What is interesting is the relationship painted between the various leading players in the story of the banking collapse. It is a sinister and alarming relationship. Mr. Nyberg criticises the Financial Regulator for what he calls a lack of scepticism. He criticises the auditors for not being in what he calls challenging dialogue with their clients in the banks. He criticises the Department of Finance for being weak in its persistence in coming to the Minister and saying that too much money from the banks was going into property. He criticises, above all, the boards of banks for being inadequate in many ways. What this tells us is that there was a circle of people who were frightened of talking to each other in honest terms, because there was such a cosy relationship between them that anybody who raised the flag and said, "This has to end" would be ostracised. We saw that in Mr. Nyberg's criticism of the fact that people whom he called "contrarians" were in danger of losing their jobs. He was not specific about where these people were - whether it was in the Central Bank or in the individual banks - but it looks as though they were in the banks.

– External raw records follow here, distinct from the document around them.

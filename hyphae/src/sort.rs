//! Stable merge sorting built on pool-backed [`List`]s.
//!
//! The sort moves every element into a [`List`], then repeatedly splits off
//! the longest non-decreasing prefix of what remains (a *natural run*) and
//! feeds it into a binary counter of sorted lists: level `i` of the counter
//! holds the merge of roughly `2^i` runs. Merging never moves an element,
//! only relinks nodes, and [`List::merge_by`] links whole runs of nodes at a
//! time, so inputs that are already partly sorted are cheap to sort.
//!
//! [`ListMergeSorter`] owns a [`Pool`] that it reuses for every sort, while
//! the [`merge_sort`] family of functions creates a pool for a single sort.
//!
//! ```
//! let mut v = vec![5, 1, 4, 2, 3];
//! hyphae::sort::merge_sort(&mut v);
//! assert_eq!(v, [1, 2, 3, 4, 5]);
//! ```
use crate::{
    list::List,
    pool::{Pool, PoolError},
};
use alloc::vec::Vec;
use core::mem;


/// A stable merge sorter that reuses one [`Pool`] across sorts.
///
/// Creating a sorter allocates storage for `capacity` list nodes up front;
/// sorting never allocates nodes, and only allocates a small vector to hold
/// the sorter's levels of sorted lists.
///
/// ```
/// use hyphae::ListMergeSorter;
///
/// let mut sorter = ListMergeSorter::with_capacity(8);
///
/// let mut words = vec!["pear", "fig", "apple"];
/// sorter.sort(&mut words);
/// assert_eq!(words, ["apple", "fig", "pear"]);
///
/// // Sort by length, longest first. Equal lengths keep their order.
/// let mut words = vec!["kiwi", "fig", "plum", "banana"];
/// sorter.sort_by(&mut words, |a, b| a.len() > b.len());
/// assert_eq!(words, ["banana", "kiwi", "plum", "fig"]);
/// ```
#[derive(Debug)]
pub struct ListMergeSorter<T> {
    pool: Pool<T>,
    /// The length of the longest sort so far. Nodes at and past this index
    /// have never been taken from the pool, so they are still linked in
    /// storage order.
    high_water: usize,
}

/// The lists making up a sort in progress.
///
/// Every element being sorted is in exactly one of these lists. When the
/// `Sort` is dropped, every element is moved back into `out`: on success
/// that is just `carry`, which holds the sorted result, but if a comparison
/// panics, every list is drained so that no element is lost.
struct Sort<'v, 'pool, T> {
    out: &'v mut Vec<T>,
    /// Elements that have not been split into a run yet.
    input: List<'pool, T>,
    /// The run being added to the levels, or the result of the final merge.
    carry: List<'pool, T>,
    /// Level `i` is empty, or holds the merge of about `2^i` runs. Higher
    /// levels hold earlier elements of the input.
    levels: Vec<List<'pool, T>>,
}

// === impl ListMergeSorter ===

impl<T> ListMergeSorter<T> {
    /// Returns a new sorter that can sort up to `capacity` elements at a
    /// time.
    ///
    /// # Errors
    ///
    /// If storage for the sorter's node pool cannot be allocated. See
    /// [`Pool::new`].
    pub fn new(capacity: usize) -> Result<Self, PoolError> {
        Ok(Self {
            pool: Pool::new(capacity)?,
            high_water: 0,
        })
    }

    /// Returns a new sorter that can sort up to `capacity` elements at a
    /// time.
    ///
    /// # Panics
    ///
    /// If storage for the sorter's node pool cannot be allocated. Use
    /// [`ListMergeSorter::new`] to handle this case instead.
    #[must_use]
    pub fn with_capacity(capacity: usize) -> Self {
        Self {
            pool: Pool::with_capacity(capacity),
            high_water: 0,
        }
    }

    /// Returns the largest number of elements this sorter can sort at once.
    #[must_use]
    pub fn capacity(&self) -> usize {
        self.pool.capacity()
    }

    /// Sorts `v` in non-decreasing order, using `T`'s [`Ord`] implementation.
    ///
    /// See [`ListMergeSorter::sort_by`] for details.
    pub fn sort(&mut self, v: &mut Vec<T>)
    where
        T: Ord,
    {
        self.sort_by(v, |a, b| a < b);
    }

    /// Sorts `v` in non-decreasing order of the keys extracted by `f`.
    ///
    /// See [`ListMergeSorter::sort_by`] for details.
    pub fn sort_by_key<K, F>(&mut self, v: &mut Vec<T>, mut f: F)
    where
        K: Ord,
        F: FnMut(&T) -> K,
    {
        self.sort_by(v, |a, b| f(a) < f(b));
    }

    /// Sorts `v` using `is_less` to compare elements.
    ///
    /// `is_less(a, b)` must return `true` if `a` is strictly ordered before
    /// `b`. The sort is stable: equal elements keep their relative order.
    ///
    /// If `is_less` panics, every element is moved back into `v` in an
    /// unspecified order before the panic continues, and the sorter can still
    /// be used.
    ///
    /// # Panics
    ///
    /// If `v` holds more elements than the sorter's capacity.
    pub fn sort_by<F>(&mut self, v: &mut Vec<T>, is_less: F)
    where
        F: FnMut(&T, &T) -> bool,
    {
        let len = v.len();
        let capacity = self.capacity();
        assert!(
            len <= capacity,
            "cannot sort {len} elements with a sorter for {capacity} elements"
        );
        if len < 2 {
            return;
        }

        // Earlier, longer sorts may have released nodes below the high-water
        // mark in any order, so every node below it must be relinked, not
        // just the first `len`.
        self.high_water = self.high_water.max(len);
        // Safety: every sort returns all of the nodes it takes before it
        // returns, even if it panics, so every node is free. Nodes past the
        // high-water mark have never been taken, so they still link in
        // storage order to the end of the chain, and this sort takes only
        // `len <= high_water` nodes.
        unsafe { self.pool.relink_prefix(self.high_water) };
        sort_in(&self.pool, v, is_less);
    }
}

// === free functions ===

/// Sorts `v` in non-decreasing order with a list merge sort, using `T`'s
/// [`Ord`] implementation.
///
/// See [`merge_sort_by`] for details.
pub fn merge_sort<T: Ord>(v: &mut Vec<T>) {
    merge_sort_by(v, |a, b| a < b);
}

/// Sorts `v` with a list merge sort, using `is_less` to compare elements.
///
/// `is_less(a, b)` must return `true` if `a` is strictly ordered before `b`.
/// The sort is stable. This creates a node pool sized for `v`, and drops it
/// once `v` is sorted; to sort many vectors, a [`ListMergeSorter`] can reuse
/// one pool instead.
///
/// If `is_less` panics, every element is moved back into `v` in an
/// unspecified order before the panic continues.
///
/// # Panics
///
/// If storage for the node pool cannot be allocated.
pub fn merge_sort_by<T, F>(v: &mut Vec<T>, is_less: F)
where
    F: FnMut(&T, &T) -> bool,
{
    if v.len() < 2 {
        return;
    }
    let pool = Pool::with_capacity(v.len());
    sort_in(&pool, v, is_less);
}

/// Sorts `v` in non-decreasing order of the keys extracted by `f`, with a
/// list merge sort.
///
/// See [`merge_sort_by`] for details.
pub fn merge_sort_by_key<T, K, F>(v: &mut Vec<T>, mut f: F)
where
    K: Ord,
    F: FnMut(&T) -> K,
{
    merge_sort_by(v, |a, b| f(a) < f(b));
}

/// Sorts `v` by comparing the keys returned by `project` with `compare`,
/// with a list merge sort.
///
/// `compare(a, b)` must return `true` if the key `a` is strictly ordered
/// before the key `b`. See [`merge_sort_by`] for details.
///
/// ```
/// let mut v = vec![(1, 'a'), (3, 'b'), (2, 'c'), (3, 'd')];
/// // Sort by the first field, in descending order.
/// hyphae::sort::merge_sort_projected(&mut v, |a: &i32, b: &i32| a > b, |&(n, _)| n);
/// assert_eq!(v, [(3, 'b'), (3, 'd'), (2, 'c'), (1, 'a')]);
/// ```
pub fn merge_sort_projected<T, K, C, P>(v: &mut Vec<T>, mut compare: C, mut project: P)
where
    C: FnMut(&K, &K) -> bool,
    P: FnMut(&T) -> K,
{
    merge_sort_by(v, |a, b| compare(&project(a), &project(b)));
}

/// Returns the number of step-downs in `v`, using `T`'s [`Ord`]
/// implementation.
///
/// See [`runs_by`] for details.
#[must_use]
pub fn runs<T: Ord>(v: &[T]) -> usize {
    runs_by(v, |a, b| a < b)
}

/// Returns the number of step-downs in `v`: adjacent pairs of elements where
/// the second is strictly less than the first, according to `is_less`.
///
/// This measures how far `v` is from being sorted. A sorted slice has no
/// step-downs, and a slice sorted in strictly decreasing order has
/// `v.len() - 1`. `v` splits into one more non-decreasing run than it has
/// step-downs.
///
/// ```
/// use hyphae::sort::runs;
///
/// assert_eq!(runs(&[1, 2, 2, 3]), 0);
/// assert_eq!(runs(&[1, 3, 2, 4, 0]), 2);
/// assert_eq!(runs::<u8>(&[]), 0);
/// ```
#[must_use]
pub fn runs_by<T, F>(v: &[T], mut is_less: F) -> usize
where
    F: FnMut(&T, &T) -> bool,
{
    v.windows(2).filter(|pair| is_less(&pair[1], &pair[0])).count()
}

/// Sorts `v` using nodes from `pool`, which must have at least `v.len()` free
/// nodes.
fn sort_in<T, F>(pool: &Pool<T>, v: &mut Vec<T>, mut is_less: F)
where
    F: FnMut(&T, &T) -> bool,
{
    let len = v.len();
    let mut sort = Sort {
        input: List::new(pool),
        carry: List::new(pool),
        levels: Vec::new(),
        out: v,
    };
    sort.input.extend(sort.out.drain(..));

    let mut run_count = 0;
    while sort.split_run(&mut is_less) {
        run_count += 1;
        sort.push_carry(&mut is_less);
    }
    let levels = sort.levels.len();
    sort.merge_levels(&mut is_less);

    tracing::debug!(len, runs = run_count, levels, "merge sorted");
}

// === impl Sort ===

impl<T> Sort<'_, '_, T> {
    /// Moves the longest non-decreasing prefix of `input` into `carry`.
    ///
    /// Returns `false` if `input` was empty.
    fn split_run(&mut self, is_less: &mut impl FnMut(&T, &T) -> bool) -> bool {
        debug_assert!(self.carry.is_empty());
        let end = {
            let mut cursor = self.input.cursor_front();
            let Some(mut prev) = cursor.current() else {
                return false;
            };
            loop {
                cursor.move_next();
                match cursor.current() {
                    Some(next) if !is_less(next, prev) => prev = next,
                    _ => break cursor.position(),
                }
            }
        };

        let pos = self.carry.end();
        let first = self.input.begin();
        test_trace!(?first, ?end, "Sort::split_run");
        // Safety: `end` and `first` come from `input`, with `end` after
        // `first`, and `pos` is the end of `carry`.
        unsafe { self.carry.splice(pos, &mut self.input, first, end) };
        true
    }

    /// Adds the run in `carry` to the levels, merging full levels upwards
    /// like a carry propagating through a binary counter.
    fn push_carry(&mut self, is_less: &mut impl FnMut(&T, &T) -> bool) {
        for level in &mut self.levels {
            if level.is_empty() {
                mem::swap(level, &mut self.carry);
                return;
            }
            // The level holds earlier elements than the carry, so it is the
            // merge target.
            level.merge_by(&mut self.carry, &mut *is_less);
            mem::swap(level, &mut self.carry);
        }
        let carry = self.carry.take();
        self.levels.push(carry);
    }

    /// Merges every level into `carry`, oldest first.
    fn merge_levels(&mut self, is_less: &mut impl FnMut(&T, &T) -> bool) {
        debug_assert!(self.carry.is_empty());
        for level in self.levels.iter_mut().rev() {
            self.carry.merge_by(level, &mut *is_less);
        }
    }
}

impl<T> Drop for Sort<'_, '_, T> {
    fn drop(&mut self) {
        self.out.extend(self.carry.take());
        for level in &mut self.levels {
            self.out.extend(level.take());
        }
        self.out.extend(self.input.take());
    }
}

Above all, his criticism of the boards was damning. This is important, because there is something we can do about it. Mr. Nyberg said that the board members did not understand what was happening and were too dependent on management. They went for consensus agreements, meaning that they were frightened of speaking up about matters on which they were not suitably briefed or did not have a particular knowledge. That problem is one that the Minister can remedy now. Although the Government has the right attitude in wanting to reform the banks, the response has been pathetic. For the Minister to say that his remedy for boards of management is to ask the same boards to produce a board renewal plan is completely unacceptable. The last people he should be asking for a renewal plan for the board of AIB is the board of AIB. He should be doing it himself. That is the board that gave Colm Doherty the €3 million we have been discussing for the last few days, yet the Minister is going to ask the board to provide its own renewal plan. It is totally unacceptable.

What does the Minister propose to do about the dummies appointed as public interest directors? These are the same people who stood over and signed the contract of Colm Doherty and allowed it to be honoured. Will those people - Mr. Declan Collier and Mr. Dick Spring - be allowed to stay on the board, or will the Minister remove them? Those people, and similar nominees on all the other boards, should be removed immediately.